PROBLEM REQUIREMENTS
Using the material below, print the line that contains "First day of the growing season (inclusive).", the line that contains "pub const GROWING_SEASON_ET_MAX: f64 = 0.207;", and every line in between, exactly and nothing else.
*** Opening DATA TO PROCESS ***
/// Built-in reference tables.
///
/// All hydrologic data the model consumes lives here: curve numbers and
/// evapotranspiration coefficients per land use, BMP infiltration
/// capacities per soil group, event-mean pollutant concentrations per
/// NLCD class, and the sample-year precipitation distribution. The raw
/// rows are compiled in; [`Tables::builtin`] assembles them into keyed
/// maps once and hands out a shared reference.
use std::collections::BTreeMap;
use std::fmt;
use std::str::FromStr;
use std::sync::LazyLock;

use crate::error::{Tr55Error, Tr55Result};
use crate::tile::LandUse;

/// Pollutants with tabulated event-mean concentrations.
#[derive(Debug, Clone, Copy, PartialEq, Eq, PartialOrd, Ord, Hash)]
pub enum Pollutant {
    /// Total nitrogen.
    Tn,
    /// Total phosphorus.
    Tp,
    /// Biochemical oxygen demand.
    Bod,
    /// Total suspended solids.
    Tss,
}

impl Pollutant {
    pub const ALL: [Pollutant; 4] = [Pollutant::Tn, Pollutant::Tp, Pollutant::Bod, Pollutant::Tss];

    /// Column index into a pollutant-load row.
    pub(crate) fn index(self) -> usize {
        match self {
            Pollutant::Tn => 0,
            Pollutant::Tp => 1,
            Pollutant::Bod => 2,
            Pollutant::Tss => 3,
        }
    }

    pub fn as_str(self) -> &'static str {
        match self {
            Pollutant::Tn => "tn",
            Pollutant::Tp => "tp",
            Pollutant::Bod => "bod",
            Pollutant::Tss => "tss",
        }
    }
}

impl FromStr for Pollutant {
    type Err = Tr55Error;

    fn from_str(s: &str) -> Tr55Result<Self> {
        match s {
            "tn" => Ok(Pollutant::Tn),
            "tp" => Ok(Pollutant::Tp),
            "bod" => Ok(Pollutant::Bod),
            "tss" => Ok(Pollutant::Tss),
            other => Err(Tr55Error::lookup("pollutant", other)),
        }
    }
}

impl fmt::Display for Pollutant {
    fn fmt(&self, f: &mut fmt::Formatter<'_>) -> fmt::Result {
        f.write_str(self.as_str())
    }
}

/// Year the sample precipitation and growing-season tables describe.
/// Not a leap year, so a simulated Feb 29 has no tabulated forcing.
pub const REFERENCE_YEAR: i32 = 2001;

/// Days in the reference water year.
pub const DAYS_PER_YEAR: i64 = 365;

/// Month and day the water year begins.
pub const WATER_YEAR_START: (u32, u32) = (10, 15);

/// First day of the growing season (inclusive).
pub const GROWING_SEASON_START: (u32, u32) = (4, 15);

/// Last day of the growing season (inclusive).
pub const GROWING_SEASON_END: (u32, u32) = (10, 14);

/// Reference evapotranspiration on a growing-season day (in/day).
/// Outside the growing season the reference rate is zero.
pub const GROWING_SEASON_ET_MAX: f64 = 0.207;

/// Sample-year precipitation as run-length-encoded daily depths, ordered
/// from driest to wettest: `(number of days, inches on each such day)`.
/// The runs cover the whole water year; day offsets from the water-year
/// start index into this sequence.
const SAMPLE_YEAR_PRECIP_RUNS: [(u32, f64); 14] = [
    (261, 0.00),
    (20, 0.05),
    (20, 0.10),
    (15, 0.20),
    (12, 0.30),
    (10, 0.40),
    (8, 0.50),
    (6, 0.75),
    (5, 1.00),
    (3, 1.50),
    (2, 2.00),
    (1, 2.50),
    (1, 3.50),
    (1, 5.00),
];

/// Crop/cover coefficient scaling reference ET down to actual ET.
const ET_COEFFICIENTS: [(LandUse, f64); 21] = [
    (LandUse::Water, 0.7),
    (LandUse::LiResidential, 0.42),
    (LandUse::HiResidential, 0.18),
    (LandUse::Commercial, 0.06),
    (LandUse::Industrial, 0.06),
    (LandUse::Transportation, 0.06),
    (LandUse::UrbanGrass, 0.6),
    (LandUse::Rock, 0.0),
    (LandUse::SandyAreas, 0.36),
    (LandUse::DeciduousForest, 0.7),
    (LandUse::EvergreenForest, 0.7),
    (LandUse::MixedForest, 0.7),
    (LandUse::GrasslandHerbaceous, 0.6),
    (LandUse::Pasture, 0.6),
    (LandUse::Cultivated, 0.9),
    (LandUse::WoodyWetland, 1.0),
    (LandUse::HerbaceousWetland, 1.0),
    (LandUse::GreenRoof, 0.7),
    (LandUse::PorousPaving, 0.06),
    (LandUse::RainGarden, 0.7),
    (LandUse::InfiltrationTrench, 0.1),
];

/// NRCS curve numbers per land use, one column per soil group A-D.
/// BMP treatments have no curve number; their runoff response comes from
/// the infiltration table instead.
const CURVE_NUMBERS: [(LandUse, [f64; 4]); 17] = [
    (LandUse::Water, [100.0, 100.0, 100.0, 100.0]),
    (LandUse::LiResidential, [51.0, 68.0, 79.0, 84.0]),
    (LandUse::HiResidential, [77.0, 85.0, 90.0, 92.0]),
    (LandUse::Commercial, [89.0, 92.0, 94.0, 95.0]),
    (LandUse::Industrial, [81.0, 88.0, 91.0, 93.0]),
    (LandUse::Transportation, [98.0, 98.0, 98.0, 98.0]),
    (LandUse::UrbanGrass, [39.0, 61.0, 74.0, 80.0]),
    (LandUse::Rock, [77.0, 86.0, 91.0, 94.0]),
    (LandUse::SandyAreas, [63.0, 77.0, 85.0, 88.0]),
    (LandUse::DeciduousForest, [30.0, 55.0, 70.0, 77.0]),
    (LandUse::EvergreenForest, [30.0, 55.0, 70.0, 77.0]),
    (LandUse::MixedForest, [30.0, 55.0, 70.0, 77.0]),
    (LandUse::GrasslandHerbaceous, [30.0, 58.0, 71.0, 78.0]),
    (LandUse::Pasture, [49.0, 69.0, 79.0, 84.0]),
    (LandUse::Cultivated, [67.0, 78.0, 85.0, 89.0]),
    (LandUse::WoodyWetland, [30.0, 55.0, 70.0, 77.0]),
    (LandUse::HerbaceousWetland, [30.0, 58.0, 71.0, 78.0]),
];

/// Design infiltration capacity of each BMP (in/day), one column per
/// soil group A-D.
const BMP_INFILTRATION: [(LandUse, [f64; 4]); 4] = [
    (LandUse::GreenRoof, [1.6, 1.6, 1.6, 1.6]),
    (LandUse::PorousPaving, [7.73, 4.13, 1.73, 0.27]),
    (LandUse::RainGarden, [1.2, 0.6, 0.2, 0.1]),
    (LandUse::InfiltrationTrench, [2.4, 1.8, 1.4, 1.0]),
];

/// Event-mean pollutant concentrations (mg/l) keyed by NLCD class code.
/// Columns follow [`Pollutant::ALL`]: tn, tp, bod, tss.
const POLLUTANT_LOADS: [(u32, [f64; 4]); 16] = [
    (11, [0.0, 0.0, 0.0, 0.0]),
    (12, [0.0, 0.0, 0.0, 0.0]),
    (21, [2.26, 0.32, 5.7, 48.3]),
    (22, [2.58, 0.38, 8.8, 67.2]),
    (23, [2.90, 0.44, 11.3, 81.0]),
    (24, [3.26, 0.49, 13.1, 92.4]),
    (31, [0.96, 0.13, 0.0, 70.0]),
    (41, [1.05, 0.11, 0.5, 39.0]),
    (42, [1.05, 0.11, 0.5, 39.0]),
    (43, [1.05, 0.11, 0.5, 39.0]),
    (52, [0.51, 0.08, 0.5, 39.0]),
    (71, [2.30, 0.22, 0.5, 48.8]),
    (81, [2.74, 0.76, 13.0, 145.0]),
    (82, [2.68, 0.50, 7.0, 216.0]),
    (90, [0.19, 0.006, 0.5, 10.2]),
    (95, [0.19, 0.006, 0.5, 10.2]),
];

/// Assembled reference tables.
///
/// Everything is keyed for direct lookup; the maps are ordered so
/// iteration (reports, the demo binary) is deterministic. Normal use
/// goes through [`Tables::builtin`]; tests clone and patch entries to
/// exercise edge cases.
#[derive(Debug, Clone)]
pub struct Tables {
    // Sample-year calendar: the non-leap year the tables describe, the
    // water-year start, and the growing-season window (bounds inclusive,
    // as month/day pairs).
    pub reference_year: i32,
    pub water_year_start: (u32, u32),
    pub growing_season_start: (u32, u32),
    pub growing_season_end: (u32, u32),
    pub growing_season_et_max: f64,
    pub et_coefficients: BTreeMap<LandUse, f64>,
    pub curve_numbers: BTreeMap<LandUse, [f64; 4]>,
    pub bmp_infiltration: BTreeMap<LandUse, [f64; 4]>,
    pub pollutant_loads: BTreeMap<u32, [f64; 4]>,
    pub precip_runs: Vec<(u32, f64)>,
}

static BUILTIN: LazyLock<Tables> = LazyLock::new(build_builtin);

fn build_builtin() -> Tables {
    Tables {
        reference_year: REFERENCE_YEAR,
        water_year_start: WATER_YEAR_START,
        growing_season_start: GROWING_SEASON_START,
        growing_season_end: GROWING_SEASON_END,
        growing_season_et_max: GROWING_SEASON_ET_MAX,
        et_coefficients: ET_COEFFICIENTS.into_iter().collect(),
        curve_numbers: CURVE_NUMBERS.into_iter().collect(),
        bmp_infiltration: BMP_INFILTRATION.into_iter().collect(),
        pollutant_loads: POLLUTANT_LOADS.into_iter().collect(),
        precip_runs: SAMPLE_YEAR_PRECIP_RUNS.to_vec(),
    }
}

impl Tables {
    /// Shared instance of the compiled-in tables.
    pub fn builtin() -> &'static Tables {
        &BUILTIN
    }
}

#[cfg(test)]
mod tests {
    use super::*;
    use crate::tile::{BMPS, BUILT_TYPES};

    #[test]
    fn precip_runs_cover_the_water_year() {
        let days: u32 = SAMPLE_YEAR_PRECIP_RUNS.iter().map(|(n, _)| n).sum();
        assert_eq!(days as i64, DAYS_PER_YEAR);
    }

    #[test]
    fn precip_runs_are_ordered_dry_to_wet() {
        let depths: Vec<f64> = SAMPLE_YEAR_PRECIP_RUNS.iter().map(|&(_, p)| p).collect();
        for pair in depths.windows(2) {
            assert!(pair[0] < pair[1]);
        }
    }

    #[test]
    fn every_land_use_has_an_et_coefficient() {
        let tables = Tables::builtin();
        for lu in LandUse::ALL {
            let kc = tables.et_coefficients.get(&lu);
            assert!(kc.is_some(), "missing ET coefficient for {lu}");
            let kc = kc.unwrap();
            assert!((0.0..=1.0).contains(kc), "{lu} coefficient {kc} out of range");
        }
    }

    #[test]
    fn curve_numbers_cover_exactly_the_non_bmp_land_uses() {
        let tables = Tables::builtin();
        for lu in LandUse::ALL {
            let row = tables.curve_numbers.get(&lu);
            if lu.is_bmp() {
                assert!(row.is_none(), "unexpected curve numbers for BMP {lu}");
            } else {
                let row = row.unwrap_or_else(|| panic!("missing curve numbers for {lu}"));
                for cn in row {
                    assert!(*cn > 0.0 && *cn <= 100.0, "{lu} curve number {cn}");
                }
            }
        }
    }

    #[test]
    fn curve_numbers_do_not_decrease_toward_clay() {
        let tables = Tables::builtin();
        for (lu, row) in &tables.curve_numbers {
            for pair in row.windows(2) {
                assert!(pair[0] <= pair[1], "{lu} row not monotone: {row:?}");
            }
        }
    }

    #[test]
    fn every_bmp_has_infiltration_capacities() {
        let tables = Tables::builtin();
        for bmp in BMPS {
            let row = tables
                .bmp_infiltration
                .get(&bmp)
                .unwrap_or_else(|| panic!("missing infiltration for {bmp}"));
            for rate in row {
                assert!(*rate > 0.0);
            }
        }
        for lu in BUILT_TYPES {
            assert!(tables.bmp_infiltration.get(&lu).is_none());
        }
    }

    #[test]
    fn pollutant_round_trips_through_strings() {
        for p in Pollutant::ALL {
            assert_eq!(p.as_str().parse::<Pollutant>().unwrap(), p);
        }
        assert_eq!(
            "ph".parse::<Pollutant>().unwrap_err(),
            Tr55Error::lookup("pollutant", "ph")
        );
    }

    #[test]
    fn pollutant_loads_cover_the_nlcd_classes() {
        let tables = Tables::builtin();
        assert_eq!(tables.pollutant_loads.len(), 16);
        // Water and ice carry no load at all.
        assert_eq!(tables.pollutant_loads[&11], [0.0; 4]);
        assert_eq!(tables.pollutant_loads[&12], [0.0; 4]);
        // Row crops shed the most sediment.
        let tss = Pollutant::Tss.index();
        let max = tables
            .pollutant_loads
            .values()
            .map(|row| row[tss])
            .fold(0.0, f64::max);
        assert_eq!(max, tables.pollutant_loads[&82][tss]);
    }
}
*** Closing DATA TO PROCESS ***
EXERCISE ANSWER
/// First day of the growing season (inclusive).
pub const GROWING_SEASON_START: (u32, u32) = (4, 15);

/// Last day of the growing season (inclusive).
pub const GROWING_SEASON_END: (u32, u32) = (10, 14);

/// Reference evapotranspiration on a growing-season day (in/day).
/// Outside the growing season the reference rate is zero.
pub const GROWING_SEASON_ET_MAX: f64 = 0.207;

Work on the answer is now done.